Kenyans working for digital platforms have called on the government to treat all workers with dignity, saying it is a basic human right.

The platform workers comprise the Africa Tech Workers Movement, Data Labelers Association, HomeNet International, Kenya Union of Gig Workers, Women Commercial Drivers Association of Kenya and Africa Content Moderators Union.

The stakeholders said that during the ongoing International Labour Conference (ILC) 2026 in Geneva, Switzerland, they expect that governments, workers and employers will engage in a tripartite discussion with the goal of coming up with a convention to realise decent work in the platform economy.

“This is a crucial moment for platform workers. For years, platform workers have been powering tech and AI systems in silence, behind screens, inside apps, and across systems that, in return, extract and exploit them without rightful compensation. These are the people known as platform workers, the heroes powering our tech,” said Kenya Union of Gig Workers National Chairperson Frida Mwangi.

Addressing a press briefing on Tuesday in Nairobi, Mwangi said that platform workers are content moderators, data labelers and annotators who are the workers training the algorithms behind the AI models that are now part of our daily reality.

“What you may not know is that platform workers have been fighting exploitation by tech platforms for over a decade. The apps they work for have subjected them to unstable and inadequate income, unachievable output quotas, opaque rating systems and algorithm management, extensive surveillance, fraudulent algorithms, unfair deactivations, unlawful deductions of pay, lack of social and occupational protection. They have tied us in a race to the bottom,” she said.

The Kenya Union of Gig Workers chairperson said that platform workers are powering the world’s most famous technology but their pockets are empty.

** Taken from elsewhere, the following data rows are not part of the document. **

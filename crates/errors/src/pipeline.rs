//! Patch pipeline error types

use std::borrow::Cow;

use crate::UserFacingError;
use thiserror::Error;

#[derive(Debug, Clone, Error)]
#[cfg_attr(feature = "serde", derive(serde::Serialize, serde::Deserialize))]
pub enum PipelineError {
    #[error("failed to copy original package {from} to {to}: {message}")]
    CopyFailed {
        from: String,
        to: String,
        message: String,
    },

    #[error("{stage} stage failed: {message}")]
    StageFailed { stage: String, message: String },

    #[error("a patch run is already active for {path}")]
    RunInProgress { path: String },

    #[error("patch run worker failed: {message}")]
    WorkerFailed { message: String },
}

impl UserFacingError for PipelineError {
    fn user_message(&self) -> Cow<'_, str> {
        Cow::Owned(self.to_string())
    }

    fn user_hint(&self) -> Option<&'static str> {
        match self {
            Self::RunInProgress { .. } => {
                Some("Wait for the running patch job to finish or use another cache directory.")
            }
            Self::CopyFailed { .. } => Some("Check that the original package exists and is readable."),
            _ => None,
        }
    }

    fn is_retryable(&self) -> bool {
        matches!(self, Self::RunInProgress { .. })
    }

    fn user_code(&self) -> Option<&'static str> {
        Some(match self {
            Self::CopyFailed { .. } => "pipeline.copy_failed",
            Self::StageFailed { .. } => "pipeline.stage_failed",
            Self::RunInProgress { .. } => "pipeline.run_in_progress",
            Self::WorkerFailed { .. } => "pipeline.worker_failed",
        })
    }
}
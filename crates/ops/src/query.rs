//! Catalog loading and queries

use crate::OpsCtx;
use rvx_catalog::CatalogSnapshot;
use rvx_errors::{Error, OpsError};
use rvx_events::{AppEvent, CatalogEvent, CatalogQuery, EventEmitter, FailureContext};
use rvx_types::{PatchMetadata, PatchSelection};
use std::path::Path;

/// Load a patch bundle into the shared catalog
///
/// Bundle contents are extracted under `cache_dir`. On failure the catalog
/// keeps its prior content and a `LoadFailed` event is emitted.
///
/// # Errors
///
/// Returns an error if the bundle cannot be read or its patches conflict
/// with the catalog.
pub async fn load_patches(ctx: &OpsCtx, bundle: &Path, cache_dir: &Path) -> Result<usize, Error> {
    ctx.emit(AppEvent::Catalog(CatalogEvent::LoadStarted {
        bundle: bundle.to_path_buf(),
    }));

    match ctx
        .catalog
        .load(ctx.loader.clone(), bundle, cache_dir)
        .await
    {
        Ok(added) => {
            let total = ctx.catalog.len().await;
            tracing::info!(bundle = %bundle.display(), loaded = added.len(), total, "bundle loaded");
            ctx.emit(AppEvent::Catalog(CatalogEvent::LoadCompleted {
                bundle: bundle.to_path_buf(),
                loaded: added.len(),
                total,
            }));
            Ok(added.len())
        }
        Err(e) => {
            ctx.emit(AppEvent::Catalog(CatalogEvent::LoadFailed {
                bundle: bundle.to_path_buf(),
                failure: FailureContext::from_error(&e),
            }));
            Err(e)
        }
    }
}

/// Every package name declared by any loaded patch
///
/// # Errors
///
/// Returns an error if the query worker fails.
pub async fn compatible_packages(ctx: &OpsCtx) -> Result<Vec<String>, Error> {
    let packages = on_snapshot(ctx, |snapshot| Ok(snapshot.compatible_packages())).await?;
    emit_query(ctx, CatalogQuery::CompatiblePackages, packages.len());
    Ok(packages)
}

/// Metadata records for patches compatible with a target
///
/// Uses the configured version policy. One record is returned per matching
/// declaration.
///
/// # Errors
///
/// Returns an error if the query worker fails.
pub async fn filtered_patches(
    ctx: &OpsCtx,
    target_package: &str,
    target_version: &str,
    ignore_version: bool,
) -> Result<Vec<PatchMetadata>, Error> {
    let selection =
        PatchSelection::for_target(target_package, target_version).ignoring_version(ignore_version);
    let policy = ctx.config.patcher.version_policy;

    let records = on_snapshot(ctx, move |snapshot| {
        Ok(snapshot.filtered_patches(&selection, policy))
    })
    .await?;
    emit_query(ctx, CatalogQuery::FilteredPatches, records.len());
    Ok(records)
}

/// Whether the selection, or anything it depends on, patches resources
///
/// # Errors
///
/// Returns an error if a dependency cycle is found or the worker fails.
pub async fn needs_resource_patching(
    ctx: &OpsCtx,
    selected_patches: &[String],
    package_name: &str,
) -> Result<bool, Error> {
    let selected = selected_patches.to_vec();
    let package = package_name.to_string();

    let needed = on_snapshot(ctx, move |snapshot| {
        snapshot
            .needs_resource_patching(&selected, &package)
            .map_err(Error::from)
    })
    .await?;
    emit_query(ctx, CatalogQuery::ResourcePatching, usize::from(needed));
    Ok(needed)
}

async fn on_snapshot<T, F>(ctx: &OpsCtx, query: F) -> Result<T, Error>
where
    T: Send + 'static,
    F: FnOnce(&CatalogSnapshot) -> Result<T, Error> + Send + 'static,
{
    let snapshot = ctx.catalog.snapshot().await;
    tokio::task::spawn_blocking(move || query(&snapshot))
        .await
        .map_err(|e| OpsError::TaskFailed {
            message: e.to_string(),
        })?
}

fn emit_query(ctx: &OpsCtx, query: CatalogQuery, results: usize) {
    ctx.emit(AppEvent::Catalog(CatalogEvent::QueryCompleted { query, results }));
}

She lamented that their mental and physical health was compromised because they had been exploited by algorithms so that tech companies can continue earning billions in profit.

They demanded that the Convention must ensure all digital platform workers enjoy the fundamental rights, freedoms and protections at work.

The workers want the convention to ensure that any work facilitated by a digital platform is inherently safe and without risk to health.

This includes preventing risks to the physical or psychosocial health of workers, protections, and ethical safeguards.

The digital economy, they said, is being built on human sacrifice. "...and that is a future none of us can afford, recognize all workers as workers and extend labour protections to all workers, establish provisions addressing the governance of automated systems, provide safeguards against unjustified suspension or deactivation of digital platform workers’ accounts among other demands," said Mwangi.

Africa Tech Workers Movement chairperson Wycliffe Alutalala, called on the Kenyan delegation at the ILC, to champion the rights of the 'invisible workforce’ of tech and AI.

From the content moderators protecting the internet to the drivers and caregivers navigating our cities, platform workers face unique precocity.

“We are at a crossroads: we can either allow technology to erode labor standards or use international policy to reinforce them. We urge governments at the ILC to adopt a framework that mandates social protections and mental health support for those performing the digital world’s most essential, and often most taxing, labor,” he maintained.

Data Labelers Association (DLA) led by Geoffrey Asia urged the governments, institutions, and industry leaders to confront the silent crisis of exploitation of platform workers.

“Decent work must not exclude the very workers who make AI possible. Without wages, protections, and ethical safeguards, the digital economy is being built on human sacrifice, and that is a future none of us can afford,” said Asia.

HomeNet International interim Jemimah Nyakongo said that this is a historic opportunity to close regulatory gaps and prevent the expansion of informality.

“We need a convention that protects all platform workers, including workers in informal employment, own-account workers and home-based workers who are economically dependent on platforms. Workers in the platform economy must have the same rights, protections and voice as all other workers, regardless of employment status or where they work,” she said.